In the south, John claimed asylum and works part-time as a painter. “We got a lot of surprises with the rules and how they treat foreigners,” he said. “Every day they’re changing the rules. When you meet a Cypriot the first thing they say is, ‘I’m not a racist’ – but their actions say differently.”

Like many others, he is having problems with accommodation. The government offers just €100 in rent allowance paid directly to a landlord, but getting the rental agreement in the first place is often dependant on paying a deposit and months of rent up front. John moved into a house already occupied by many other Nigerians, but says his landlord is now threatening to evict them all.

Upon arrival in south Cyprus, he stayed nearly four months in the detention camp which was “like a hell”, with up to seven people sleeping in one tent.

Both John, and Emmanuel Osadolor (24) come from southern Nigeria. They say it was easy to find "agents" who organised their student visas. Last year, Nigeria's federal government warned students against going to northern Cyprus, saying there has been a spate of murders that were not properly investigated because of problems around diplomacy and the lack of recognition of the territory internationally – something few people are aware of before they travel. The warning sparked an almost-hour long debate on Nigerian news channel TVC News about whether Cyprus was safe.

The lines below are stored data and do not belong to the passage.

//! HTTP error types.
//!
//! Maps domain errors from `meshlease-core` into an error envelope clients
//! can rely on: every error variant produces a JSON body with a
//! machine-readable `type`/`code` pair and a human message. None of the
//! underlying store or cache identities ever reach a client — those collapse
//! to a generic `internal` error.

use axum::http::{HeaderValue, StatusCode};
use axum::response::{IntoResponse, Response};
use serde::Serialize;

use meshlease_core::{AllocatorError, AuthError, CryptoError, TokenError};

/// Application-level error returned from HTTP handlers.
///
/// Every variant but `RateLimited` and `Internal` carries a stable
/// machine-readable `code` (e.g. `LEASE_NOT_FOUND`, `INVALID_SIGNATURE`)
/// alongside the human-readable message, so clients can branch on the
/// error's identity rather than its HTTP status alone.
#[derive(Debug)]
pub enum AppError {
    /// Client sent invalid or malformed input.
    BadRequest(&'static str, String),
    /// Authentication failed (missing/invalid signature, nonce problem).
    Unauthorized(&'static str, String),
    /// The public key presented does not match the one bound to the nonce.
    Forbidden(&'static str, String),
    /// Requested resource not found.
    NotFound(&'static str, String),
    /// A conflicting state (e.g. nonce already consumed).
    Conflict(&'static str, String),
    /// Too many requests from this source.
    RateLimited { retry_after_secs: u64 },
    /// Internal failure; detail is logged but never returned to the client.
    Internal(String),
}

#[derive(Serialize)]
struct ErrorBody {
    r#type: &'static str,
    code: &'static str,
    message: String,
}

impl IntoResponse for AppError {
    fn into_response(self) -> Response {
        let (status, kind, code, message, retry_after) = match self {
            Self::BadRequest(code, msg) => (StatusCode::BAD_REQUEST, "validation", code, msg, None),
            Self::Unauthorized(code, msg) => (StatusCode::UNAUTHORIZED, "auth", code, msg, None),
            Self::Forbidden(code, msg) => (StatusCode::FORBIDDEN, "auth", code, msg, None),
            Self::NotFound(code, msg) => (StatusCode::NOT_FOUND, "not_found", code, msg, None),
            Self::Conflict(code, msg) => (StatusCode::CONFLICT, "conflict", code, msg, None),
            Self::RateLimited { retry_after_secs } => {
                (StatusCode::TOO_MANY_REQUESTS, "rate_limit", "RATE_LIMIT_EXCEEDED", "rate limit exceeded".to_owned(), Some(retry_after_secs))
            }
            Self::Internal(msg) => {
                tracing::error!(error = %msg, "internal error");
                (StatusCode::INTERNAL_SERVER_ERROR, "internal", "INTERNAL", "internal server error".to_owned(), None)
            }
        };

        let body = ErrorBody { r#type: kind, code, message };
        let mut response = (status, axum::Json(body)).into_response();
        if let Some(secs) = retry_after {
            if let Ok(value) = HeaderValue::from_str(&secs.to_string()) {
                response.headers_mut().insert(axum::http::header::RETRY_AFTER, value);
            }
        }
        response
    }
}

impl From<AuthError> for AppError {
    fn from(err: AuthError) -> Self {
        let message = err.to_string();
        match err {
            AuthError::Crypto(CryptoError::InvalidPubkey { .. }) => Self::BadRequest("INVALID_PUBKEY", message),
            AuthError::Crypto(CryptoError::InvalidSignature) => Self::Unauthorized("INVALID_SIGNATURE", message),
            AuthError::NonceNotFound => Self::Unauthorized("NONCE_NOT_FOUND", message),
            AuthError::NonceExpired => Self::Unauthorized("NONCE_EXPIRED", message),
            AuthError::NonceConsumed => Self::Unauthorized("NONCE_CONSUMED", message),
            AuthError::PubkeyMismatch => Self::Forbidden("PUBKEY_MISMATCH", message),
            AuthError::StoreUnavailable(_) => Self::Internal(message),
        }
    }
}

impl From<AllocatorError> for AppError {
    fn from(err: AllocatorError) -> Self {
        match err {
            AllocatorError::StoreUnavailable(_) | AllocatorError::RetriesExhausted { .. } => Self::Internal(err.to_string()),
        }
    }
}

impl From<TokenError> for AppError {
    fn from(err: TokenError) -> Self {
        Self::BadRequest("INVALID_TOKEN", err.to_string())
    }
}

Osadolor says he had no idea Cyprus was split in two when he arrived on a student visa to study marine transport logistics. “I thought you can pay for school and get a good job,” he says.

After a month in the north he also came south and applied for asylum. Now he works in food delivery and is waiting for the decision on his claim. Whatever the verdict, he says he won’t go back to Nigeria as “it’s like a death wish”.